Case Law Lazy Oil Co. v. Witco Corp.

Lazy Oil Co. v. Witco Corp.

Document Cited Authorities (60) Cited in (65) Related (2)

Joseph E. Altomare (Argued), Titusville, PA, for Appellants.

George A. Patterson, III, Brian A. Glasser, Bowles, Rice, McDavid, Graff & Love, PLLC, Charleston, WV, for Appellees Waco Oil & Gas Co., Interstate Drilling, Inc., Alamco, Inc., R.H. Adkins Companies, Gassearch Corporation.

Arthur M. Kaplan, Fine, Kaplan & Black, Philadelphia, PA, Howard J. Sedran(Argued), Levin, Fishbein, Sedran & Berman, Philadelphia, PA, Samuel D. Heins, Daniel E. Gustafson, Heins, Mills & Olson, P.L.C., Minneapolis, MN, Roberta D.Liebenberg, Liebenberg & White, Jenkintown, PA, for Appellee Wynnewood Drilling, Plaintiff.

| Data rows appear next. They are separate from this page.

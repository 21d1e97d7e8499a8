//! Alpaca trading API client (account, orders, positions).

use crate::domain::entities::account::AccountSnapshot;
use crate::domain::entities::order::{Order, OrderReceipt};
use crate::domain::entities::position::Position;
use crate::domain::errors::BrokerError;
use crate::domain::repositories::broker::{BrokerResult, TradingApi};
use async_trait::async_trait;
use reqwest::Client;
use serde::{Deserialize, Serialize};
use std::time::Duration;
use tracing::debug;
use zeroize::Zeroizing;

const ALPACA_LIVE_BASE: &str = "https://api.alpaca.markets";
const ALPACA_PAPER_BASE: &str = "https://paper-api.alpaca.markets";

pub(crate) const KEY_HEADER: &str = "APCA-API-KEY-ID";
pub(crate) const SECRET_HEADER: &str = "APCA-API-SECRET-KEY";

/// Alpaca account payload. Decimal fields arrive as strings.
#[derive(Debug, Deserialize)]
struct AccountResponse {
    status: String,
    equity: String,
    last_equity: String,
}

/// Order request body in Alpaca's wire format.
#[derive(Debug, Serialize)]
struct OrderRequest<'a> {
    symbol: &'a str,
    qty: String,
    side: String,
    r#type: &'static str,
    time_in_force: String,
}

#[derive(Debug, Deserialize)]
struct OrderResponse {
    id: String,
    status: String,
}

#[derive(Debug, Deserialize)]
struct PositionResponse {
    symbol: String,
    qty: String,
    unrealized_plpc: String,
}

pub struct AlpacaTradingClient {
    client: Client,
    base: String,
    key_id: String,
    secret_key: Zeroizing<String>,
}

impl AlpacaTradingClient {
    pub fn new(
        key_id: &str,
        secret_key: &str,
        paper: bool,
        timeout: Duration,
    ) -> Result<Self, BrokerError> {
        let client = Client::builder()
            .timeout(timeout)
            .build()
            .map_err(|e| BrokerError::Http(format!("failed to build HTTP client: {}", e)))?;
        let base = if paper {
            ALPACA_PAPER_BASE.to_string()
        } else {
            ALPACA_LIVE_BASE.to_string()
        };
        Ok(Self {
            client,
            base,
            key_id: key_id.to_string(),
            secret_key: Zeroizing::new(secret_key.to_string()),
        })
    }

    #[cfg(test)]
    fn base(&self) -> &str {
        &self.base
    }

    fn authed(&self, request: reqwest::RequestBuilder) -> reqwest::RequestBuilder {
        request
            .header(KEY_HEADER, &self.key_id)
            .header(SECRET_HEADER, self.secret_key.as_str())
    }
}

/// Turn a non-2xx response into a `BrokerError::Api` carrying the body.
pub(crate) async fn check_status(response: reqwest::Response) -> BrokerResult<reqwest::Response> {
    if !response.status().is_success() {
        let status = response.status().as_u16();
        let message = response.text().await.unwrap_or_default();
        return Err(BrokerError::Api { status, message });
    }
    Ok(response)
}

fn parse_decimal(field: &str, value: &str) -> BrokerResult<f64> {
    value
        .parse::<f64>()
        .map_err(|e| BrokerError::Parse(format!("invalid {} '{}': {}", field, value, e)))
}

#[async_trait]
impl TradingApi for AlpacaTradingClient {
    async fn account(&self) -> BrokerResult<AccountSnapshot> {
        let url = format!("{}/v2/account", self.base);
        let response = self
            .authed(self.client.get(&url))
            .send()
            .await
            .map_err(|e| BrokerError::Http(format!("failed to get account: {}", e)))?;
        let response = check_status(response).await?;

        let account: AccountResponse = response
            .json()
            .await
            .map_err(|e| BrokerError::Parse(format!("account response: {}", e)))?;

        Ok(AccountSnapshot {
            equity: parse_decimal("equity", &account.equity)?,
            last_equity: parse_decimal("last_equity", &account.last_equity)?,
            status: account.status,
        })
    }

    async fn submit_order(&self, order: &Order) -> BrokerResult<OrderReceipt> {
        let url = format!("{}/v2/orders", self.base);
        let body = OrderRequest {
            symbol: &order.symbol,
            qty: order.qty.to_string(),
            side: order.side.to_string(),
            r#type: "market",
            time_in_force: order.time_in_force.to_string(),
        };

        let response = self
            .authed(self.client.post(&url))
            .json(&body)
            .send()
            .await
            .map_err(|e| BrokerError::Http(format!("failed to submit order: {}", e)))?;
        let response = check_status(response).await?;

        let placed: OrderResponse = response
            .json()
            .await
            .map_err(|e| BrokerError::Parse(format!("order response: {}", e)))?;

        debug!("order accepted: id={} status={}", placed.id, placed.status);
        Ok(OrderReceipt {
            id: placed.id,
            status: placed.status,
        })
    }

    async fn positions(&self) -> BrokerResult<Vec<Position>> {
        let url = format!("{}/v2/positions", self.base);
        let response = self
            .authed(self.client.get(&url))
            .send()
            .await
            .map_err(|e| BrokerError::Http(format!("failed to list positions: {}", e)))?;
        let response = check_status(response).await?;

        let raw: Vec<PositionResponse> = response
            .json()
            .await
            .map_err(|e| BrokerError::Parse(format!("positions response: {}", e)))?;

        raw.into_iter()
            .map(|p| {
                Ok(Position {
                    qty: parse_decimal("qty", &p.qty)?,
                    unrealized_plpc: parse_decimal("unrealized_plpc", &p.unrealized_plpc)?,
                    symbol: p.symbol,
                })
            })
            .collect()
    }
}
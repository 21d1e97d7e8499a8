use chrono::NaiveDate;

/// One trading day's OHLCV record for a single symbol.
///
/// Series are ordered ascending by date with at most one bar per date.
/// Calendar gaps (weekends, holidays, halts) are expected; nothing
/// downstream may assume one row per calendar day.
#[derive(Debug, Clone, PartialEq)]
pub struct Bar {
    pub date: NaiveDate,
    pub open: f64,
    pub high: f64,
    pub low: f64,
    pub close: f64,
    pub volume: f64,
}

impl Bar {
    pub fn new(date: NaiveDate, open: f64, high: f64, low: f64, close: f64, volume: f64) -> Self {
        Bar {
            date,
            open,
            high,
            low,
            close,
            volume,
        }
    }
}
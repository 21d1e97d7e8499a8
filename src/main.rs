use daysweep::application::{monitor, sweep};
use daysweep::config::SweepConfig;
use daysweep::domain::repositories::broker::TradingApi;
use daysweep::domain::services::indicators::Indicator;
use daysweep::domain::services::universe::{self, fallback_universe};
use daysweep::infrastructure::alpaca_data::AlpacaDataClient;
use daysweep::infrastructure::alpaca_trading::AlpacaTradingClient;
use daysweep::secrets::Credentials;
use std::time::Duration;
use tracing::{error, info, warn};
use tracing_subscriber::{layer::SubscriberExt, util::SubscriberInitExt};

#[tokio::main]
async fn main() -> Result<(), Box<dyn std::error::Error>> {
    dotenvy::dotenv().ok();

    tracing_subscriber::registry()
        .with(
            tracing_subscriber::EnvFilter::try_from_default_env()
                .unwrap_or_else(|_| "daysweep=info".into()),
        )
        .with(tracing_subscriber::fmt::layer())
        .init();

    // Fatal startup path: no credentials, no run.
    let credentials = match Credentials::from_env() {
        Ok(credentials) => credentials,
        Err(e) => {
            error!("missing broker credentials: {} (check your .env file)", e);
            return Err(e.into());
        }
    };

    let config = SweepConfig::from_env();
    let timeout = Duration::from_secs(config.request_timeout_secs);

    let trading = match AlpacaTradingClient::new(
        &credentials.key_id,
        &credentials.secret_key,
        config.paper,
        timeout,
    ) {
        Ok(client) => client,
        Err(e) => {
            error!("failed to construct trading client: {}", e);
            return Err(e.into());
        }
    };
    let data = match AlpacaDataClient::new(&credentials.key_id, &credentials.secret_key, timeout) {
        Ok(client) => client,
        Err(e) => {
            error!("failed to construct data client: {}", e);
            return Err(e.into());
        }
    };

    // Fatal startup path: verify credentials and account state before any
    // order can possibly be placed.
    let account = match trading.account().await {
        Ok(account) => account,
        Err(e) => {
            error!("failed to authenticate with Alpaca: {}", e);
            return Err(e.into());
        }
    };
    if !account.is_active() {
        error!(
            "account status is '{}', expected 'ACTIVE'; refusing to trade",
            account.status
        );
        return Err(format!("account not active: {}", account.status).into());
    }
    info!(
        "connected to Alpaca ({})",
        if config.paper { "paper" } else { "live" }
    );

    // Soft-fail path: a broken universe file falls back to the fixed list.
    let symbols = match universe::load_symbols(&config.universe_file) {
        Ok(symbols) if !symbols.is_empty() => {
            info!(
                "loaded {} symbols from {}",
                symbols.len(),
                config.universe_file.display()
            );
            symbols
        }
        Ok(_) => {
            warn!(
                "universe file {} yielded no symbols, using fallback list",
                config.universe_file.display()
            );
            fallback_universe()
        }
        Err(e) => {
            warn!("failed to load universe: {}, using fallback list", e);
            fallback_universe()
        }
    };

    // The buy rule reads closes only; no derived columns needed.
    let indicators: Vec<Box<dyn Indicator>> = Vec::new();
    let report = sweep::run_sweep(&trading, &data, &config, &indicators, &symbols).await;
    info!(
        "sweep complete: {} symbols, {} orders submitted, {} failures",
        report.len(),
        report.ordered(),
        report.failed()
    );

    monitor::report_performance(&trading).await;

    Ok(())
}
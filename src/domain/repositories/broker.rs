//! Broker seams.
//!
//! These traits are the only surface the orchestrator and monitor see, which
//! keeps the sweep logic independent of the Alpaca wire format and lets tests
//! run against in-memory fakes.

use crate::domain::entities::account::AccountSnapshot;
use crate::domain::entities::bar::Bar;
use crate::domain::entities::order::{Order, OrderReceipt};
use crate::domain::entities::position::Position;
use crate::domain::errors::BrokerError;
use async_trait::async_trait;
use chrono::NaiveDate;

pub type BrokerResult<T> = Result<T, BrokerError>;

/// Account and order operations.
#[async_trait]
pub trait TradingApi: Send + Sync {
    /// Current account snapshot (status, equity, prior-session equity).
    async fn account(&self) -> BrokerResult<AccountSnapshot>;

    /// Submit an order and return the broker's receipt. The order is not
    /// tracked after submission; there is no fill verification.
    async fn submit_order(&self, order: &Order) -> BrokerResult<OrderReceipt>;

    /// All currently open positions.
    async fn positions(&self) -> BrokerResult<Vec<Position>>;
}

/// Historical market data operations.
#[async_trait]
pub trait MarketData: Send + Sync {
    /// Daily bars for one symbol over `[start, end)`, ascending by date.
    /// An empty vec is a valid answer (unknown or thinly traded symbol).
    async fn daily_bars(
        &self,
        symbol: &str,
        start: NaiveDate,
        end: NaiveDate,
    ) -> BrokerResult<Vec<Bar>>;
}
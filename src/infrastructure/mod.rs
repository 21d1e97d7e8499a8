pub mod alpaca_data;
pub mod alpaca_trading;
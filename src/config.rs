use std::path::PathBuf;
use tracing::warn;

/// Runtime configuration for one sweep
#[derive(Debug, Clone)]
pub struct SweepConfig {
    pub universe_file: PathBuf,
    pub lookback_days: i64,
    pub symbol_delay_ms: u64,
    pub order_qty: u32,
    pub paper: bool,
    pub request_timeout_secs: u64,
}

impl Default for SweepConfig {
    fn default() -> Self {
        SweepConfig {
            universe_file: PathBuf::from("sp500_companies.csv"),
            lookback_days: 120,
            symbol_delay_ms: 500,
            order_qty: 1,
            paper: true,
            request_timeout_secs: 30,
        }
    }
}

impl SweepConfig {
    /// Load configuration from environment variables, keeping defaults for
    /// anything unset or out of range.
    pub fn from_env() -> SweepConfig {
        let mut config = SweepConfig::default();

        if let Ok(path) = std::env::var("UNIVERSE_FILE") {
            if !path.trim().is_empty() {
                config.universe_file = PathBuf::from(path);
            }
        }

        if let Ok(days) = std::env::var("LOOKBACK_DAYS") {
            match days.parse::<i64>() {
                Ok(value) if (2..=1000).contains(&value) => {
                    config.lookback_days = value;
                }
                Ok(value) => {
                    warn!(
                        "LOOKBACK_DAYS {} out of range (2..=1000), using default: {}",
                        value, config.lookback_days
                    );
                }
                Err(e) => {
                    warn!(
                        "Failed to parse LOOKBACK_DAYS '{}': {}, using default: {}",
                        days, e, config.lookback_days
                    );
                }
            }
        }

        if let Ok(delay) = std::env::var("SYMBOL_DELAY_MS") {
            match delay.parse::<u64>() {
                Ok(value) if value <= 60_000 => {
                    config.symbol_delay_ms = value;
                }
                Ok(value) => {
                    warn!(
                        "SYMBOL_DELAY_MS {} out of range (0..=60000), using default: {}",
                        value, config.symbol_delay_ms
                    );
                }
                Err(e) => {
                    warn!(
                        "Failed to parse SYMBOL_DELAY_MS '{}': {}, using default: {}",
                        delay, e, config.symbol_delay_ms
                    );
                }
            }
        }

        if let Ok(qty) = std::env::var("ORDER_QTY") {
            match qty.parse::<u32>() {
                Ok(value) if (1..=1000).contains(&value) => {
                    config.order_qty = value;
                }
                Ok(value) => {
                    warn!(
                        "ORDER_QTY {} out of range (1..=1000), using default: {}",
                        value, config.order_qty
                    );
                }
                Err(e) => {
                    warn!(
                        "Failed to parse ORDER_QTY '{}': {}, using default: {}",
                        qty, e, config.order_qty
                    );
                }
            }
        }

        if let Ok(paper) = std::env::var("ALPACA_PAPER") {
            config.paper = paper.to_lowercase() == "true" || paper == "1";
        }

        if let Ok(timeout) = std::env::var("REQUEST_TIMEOUT_SECS") {
            match timeout.parse::<u64>() {
                Ok(value) if (1..=300).contains(&value) => {
                    config.request_timeout_secs = value;
                }
                Ok(value) => {
                    warn!(
                        "REQUEST_TIMEOUT_SECS {} out of range (1..=300), using default: {}",
                        value, config.request_timeout_secs
                    );
                }
                Err(e) => {
                    warn!(
                        "Failed to parse REQUEST_TIMEOUT_SECS '{}': {}, using default: {}",
                        timeout, e, config.request_timeout_secs
                    );
                }
            }
        }

        config
    }
}
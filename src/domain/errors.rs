use thiserror::Error;

/// Errors from the brokerage REST APIs. Within a sweep these are contained
/// per symbol; at startup (credentials, account check) they are fatal.
#[derive(Debug, Error)]
pub enum BrokerError {
    #[error("request failed: {0}")]
    Http(String),

    #[error("broker rejected request ({status}): {message}")]
    Api { status: u16, message: String },

    #[error("failed to parse broker response: {0}")]
    Parse(String),
}

/// Errors loading the symbol universe file. The caller treats every variant
/// as soft: log it and fall back to the fixed universe.
#[derive(Debug, Error)]
pub enum UniverseError {
    #[error("failed to read universe file: {0}")]
    Csv(#[from] csv::Error),

    #[error("universe file has no 'Symbol' or 'Ticker' column (found: {columns:?})")]
    MissingColumn { columns: Vec<String> },
}
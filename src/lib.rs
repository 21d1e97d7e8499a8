//! daysweep: single-pass daily sweep trader.
//!
//! One run loads a symbol universe from a CSV file, fetches recent daily bars
//! for each symbol from the Alpaca data API, evaluates a close-over-close buy
//! rule, submits one-share GTC market orders where the rule fires, and ends
//! with an account and position P&L report.

pub mod application;
pub mod config;
pub mod domain;
pub mod infrastructure;
pub mod secrets;
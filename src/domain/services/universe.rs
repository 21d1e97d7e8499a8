//! Symbol universe loading.
//!
//! The universe is a CSV file with a `Symbol` or `Ticker` column. Loading is
//! soft-fail by contract: this module returns typed errors and the caller
//! substitutes [`fallback_universe`], so a broken file never stops a run.

use crate::domain::errors::UniverseError;
use std::collections::HashSet;
use std::path::Path;

/// Large-cap standbys used whenever the universe file cannot be read.
pub const FALLBACK_SYMBOLS: [&str; 5] = ["AAPL", "MSFT", "GOOGL", "AMZN", "TSLA"];

pub fn fallback_universe() -> Vec<String> {
    FALLBACK_SYMBOLS.iter().map(|s| s.to_string()).collect()
}

/// Read tickers from `path`, preferring a `Symbol` column over `Ticker`
/// (case-sensitive, in that order). Keeps source order, drops duplicates,
/// and filters out anything that does not look like a plain ticker.
pub fn load_symbols(path: &Path) -> Result<Vec<String>, UniverseError> {
    let mut reader = csv::Reader::from_path(path)?;
    let headers = reader.headers()?.clone();

    let column = headers
        .iter()
        .position(|h| h == "Symbol")
        .or_else(|| headers.iter().position(|h| h == "Ticker"))
        .ok_or_else(|| UniverseError::MissingColumn {
            columns: headers.iter().map(String::from).collect(),
        })?;

    let mut seen = HashSet::new();
    let mut symbols = Vec::new();
    for record in reader.records() {
        let record = record?;
        let value = match record.get(column) {
            Some(v) => v.trim(),
            None => continue,
        };
        if !is_plain_ticker(value) {
            continue;
        }
        if seen.insert(value.to_string()) {
            symbols.push(value.to_string());
        }
    }

    Ok(symbols)
}

/// Share-class and when-issued tickers (`BRK.B`, `BF-B`) are not tradable
/// under their index spelling, and bare numbers are spreadsheet noise.
/// The digit test is deliberate: a float parse would also swallow real
/// tickers like `NAN` and `INF`.
fn is_plain_ticker(value: &str) -> bool {
    !value.is_empty()
        && !value.contains('.')
        && !value.contains('-')
        && !value.chars().all(|c| c.is_ascii_digit())
}
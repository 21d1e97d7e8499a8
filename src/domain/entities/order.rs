#[derive(Debug, Clone, Copy, PartialEq, Eq)]
pub enum OrderSide {
    Buy,
    Sell,
}

impl std::fmt::Display for OrderSide {
    fn fmt(&self, f: &mut std::fmt::Formatter<'_>) -> std::fmt::Result {
        match self {
            OrderSide::Buy => write!(f, "buy"),
            OrderSide::Sell => write!(f, "sell"),
        }
    }
}

#[derive(Debug, Clone, Copy, PartialEq, Eq)]
pub enum TimeInForce {
    Day,
    Gtc,
}

impl std::fmt::Display for TimeInForce {
    fn fmt(&self, f: &mut std::fmt::Formatter<'_>) -> std::fmt::Result {
        match self {
            TimeInForce::Day => write!(f, "day"),
            TimeInForce::Gtc => write!(f, "gtc"),
        }
    }
}

/// A market order for a whole number of shares. This system never places
/// limit orders, so the order type is implicit.
#[derive(Debug, Clone, PartialEq)]
pub struct Order {
    pub symbol: String,
    pub side: OrderSide,
    pub qty: u32,
    pub time_in_force: TimeInForce,
}

impl Order {
    pub fn market(
        symbol: &str,
        side: OrderSide,
        qty: u32,
        time_in_force: TimeInForce,
    ) -> Result<Self, String> {
        if symbol.trim().is_empty() {
            return Err("Order symbol must not be empty".to_string());
        }
        if qty == 0 {
            return Err("Order quantity must be at least 1".to_string());
        }
        Ok(Order {
            symbol: symbol.to_string(),
            side,
            qty,
            time_in_force,
        })
    }
}

/// What the broker hands back on order submission. The order is not tracked
/// any further after this.
#[derive(Debug, Clone, PartialEq)]
pub struct OrderReceipt {
    pub id: String,
    pub status: String,
}
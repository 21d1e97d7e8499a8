//! Broker credential loading.
//!
//! Credentials come from the environment (after `dotenvy` has loaded any
//! `.env` file). The secret key is held in a `Zeroizing<String>` so it is
//! wiped from memory when dropped. A missing variable is fatal at startup:
//! no trading happens without credentials.

use std::env;
use zeroize::Zeroizing;

pub const KEY_ID_VAR: &str = "APCA_API_KEY_ID";
pub const SECRET_KEY_VAR: &str = "APCA_API_SECRET_KEY";

#[derive(Debug, thiserror::Error)]
pub enum SecretError {
    #[error("environment variable not set: {0}")]
    EnvVarNotSet(String),

    #[error("environment variable is empty: {0}")]
    EmptyValue(String),
}

/// Alpaca API key pair.
pub struct Credentials {
    pub key_id: String,
    pub secret_key: Zeroizing<String>,
}

impl Credentials {
    pub fn from_env() -> Result<Self, SecretError> {
        let key_id = required_var(KEY_ID_VAR)?;
        let secret_key = required_var(SECRET_KEY_VAR)?;
        Ok(Credentials {
            key_id: key_id.to_string(),
            secret_key,
        })
    }
}

fn required_var(name: &str) -> Result<Zeroizing<String>, SecretError> {
    let value = env::var(name).map_err(|_| SecretError::EnvVarNotSet(name.to_string()))?;
    if value.trim().is_empty() {
        return Err(SecretError::EmptyValue(name.to_string()));
    }
    Ok(Zeroizing::new(value))
}

#[cfg(test)]
mod tests {
    use super::*;

    #[test]
    fn test_required_var_present() {
        env::set_var("DAYSWEEP_TEST_SECRET", "some-key-material");
        let result = required_var("DAYSWEEP_TEST_SECRET");
        assert!(result.is_ok());
        assert_eq!(*result.unwrap(), "some-key-material");
        env::remove_var("DAYSWEEP_TEST_SECRET");
    }

    #[test]
    fn test_required_var_missing() {
        let result = required_var("DAYSWEEP_TEST_NONEXISTENT");
        assert!(matches!(result, Err(SecretError::EnvVarNotSet(_))));
    }

    #[test]
    fn test_required_var_empty() {
        env::set_var("DAYSWEEP_TEST_EMPTY", "   ");
        let result = required_var("DAYSWEEP_TEST_EMPTY");
        assert!(matches!(result, Err(SecretError::EmptyValue(_))));
        env::remove_var("DAYSWEEP_TEST_EMPTY");
    }
}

Ronald S. Rolfe (Argued), Cravath, Swaine & Moore, New York, N.Y., David L. McClenahan, Kirkpatrick & Lockhart, LLP, Pittsburgh, PA, for Appellee Witco-Corp. Rufus W. Oliver, III, G. Irvin Terrell (Argued), Baker & Botts, L.L.P., Houston, TX, William M. Wycoff, Thorp, Reed & Armstrong, Pittsburgh, PA, for Appellees Pennzoil Company and Pennzoil Products Company.

MEMORANDUM OPINION

McLAUGHLIN, District Judge.

Presently pending before the Court in this consolidated antitrust class action suit are several motions, including a motion by the Class to approve a proposed settlement of the lawsuit. Specifically, the Class seeks approval of the proposed settlement agreement and the proposed plan of allocation of the settlement proceeds. In addition, Class Counsel seek an award of $6.35 million in attorneys' fees and $486,165 in unreimbursed expenses. Various absent class members have objected to the proposed settlement, the proposed allocation plan, and/or Class Counsels' request for attorney fees. Certain of these objectors have further moved for the disqualification or removal of Class Counsel and the creation of a subclass consisting of independent oil producers. Objectors Lazy Oil Co., John B. Andreassi, and Thomas A. Miller Oil Co. also seek an incentive award in the event that the proposed class settlement is approved.

This Court has jurisdiction pursuant to 28 U.S.C. §§ 1331 and 1337. The following constitute the Court's findings of fact and conclusions of law with respect to these motions.

I. FINDINGS OF FACT
A. THE BACKGROUND FACTS

1. Lazy Oil, Co., John B. Andreassi and Thomas A. Miller Oil Co. filed class action complaints on April 19, 1994, April 26, 1994 and May 17, 1994, respectively. On July 7, 1994, the Court entered an order consolidating these actions and appointing as co-lead counsel for the Plaintiffs Howard Sedran, of the Philadelphia law firm Levin, Fishbein, Sedran & Berman and Samuel Heins, of the Minneapolis law firm Heins, Mills & Olson. Howard Specter of Pittsburgh, Pennsylvania was appointed as liaison counsel for the Plaintiffs. Subsequently, on October 11, 1994, Plaintiff Wynnewood Drilling Associates (hereinafter, "Wynnewood") filed its class action complaint.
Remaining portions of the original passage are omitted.